§ TASK DIRECTIONS
Could you reproduce, exactly and alone, the lines running from the one with "db::get_audit_submission(conn, audit_id)?" to the end of the data below?

Records contained in a dataset
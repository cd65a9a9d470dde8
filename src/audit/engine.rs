//! Audit Engine: turns a shift's physical counts into a pending submission.
//!
//! Counting is not reconciling. Nothing here touches `current_count`; the
//! engine only checks that every baseline still matches the live store.

use std::collections::HashSet;

use chrono::NaiveDateTime;
use rusqlite::Connection;

use crate::db;
use crate::directory::{require_staff, StaffDirectory};
use crate::error::CustodyError;
use crate::inventory;
use crate::models::{AuditCountEntry, AuditSubmission, NewAuditSubmission};

pub fn submit_audit(
    conn: &Connection,
    staff: &dyn StaffDirectory,
    input: &NewAuditSubmission,
    at: NaiveDateTime,
) -> Result<AuditSubmission, CustodyError> {
    if input.entries.is_empty() {
        return Err(CustodyError::EmptyAudit);
    }
    require_staff(staff, &input.submitted_by)?;

    let mut seen = HashSet::with_capacity(input.entries.len());
    let mut entries = Vec::with_capacity(input.entries.len());

    for entry in &input.entries {
        if !seen.insert(entry.medication_id) {
            return Err(CustodyError::InvalidMedication {
                medication_id: entry.medication_id,
                reason: "counted more than once in the same audit".into(),
            });
        }
        if entry.current_count < 0 {
            return Err(CustodyError::Validation(format!(
                "counted value for medication {} must not be negative",
                entry.medication_id
            )));
        }

        let medication = inventory::require_medication(conn, &entry.medication_id)?;
        if !medication.is_active() {
            return Err(CustodyError::InvalidMedication {
                medication_id: medication.id,
                reason: format!("{} is discontinued", medication.name),
            });
        }
        if medication.resident_id != entry.resident_id {
            return Err(CustodyError::InvalidMedication {
                medication_id: medication.id,
                reason: format!("{} is not prescribed to this resident", medication.name),
            });
        }
        if medication.current_count != entry.previous_count {
            tracing::warn!(
                medication_id = %medication.id,
                submitted = entry.previous_count,
                live = medication.current_count,
                "Audit baseline is stale"
            );
            return Err(CustodyError::StaleCount {
                medication_id: medication.id,
                submitted: entry.previous_count,
                live: medication.current_count,
            });
        }

        entries.push(AuditCountEntry::new(
            entry.medication_id,
            entry.resident_id,
            entry.previous_count,
            entry.current_count,
            entry.notes.clone(),
        ));
    }

    let audit_id = db::insert_audit_submission(conn, input, &entries, &at)?;
    db::get_audit_submission(conn, audit_id)?
        .ok_or_else(|| CustodyError::not_found("Audit", audit_id))
}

§ RESULT OF THE EXERCISE
    db::get_audit_submission(conn, audit_id)?
        .ok_or_else(|| CustodyError::not_found("Audit", audit_id))
}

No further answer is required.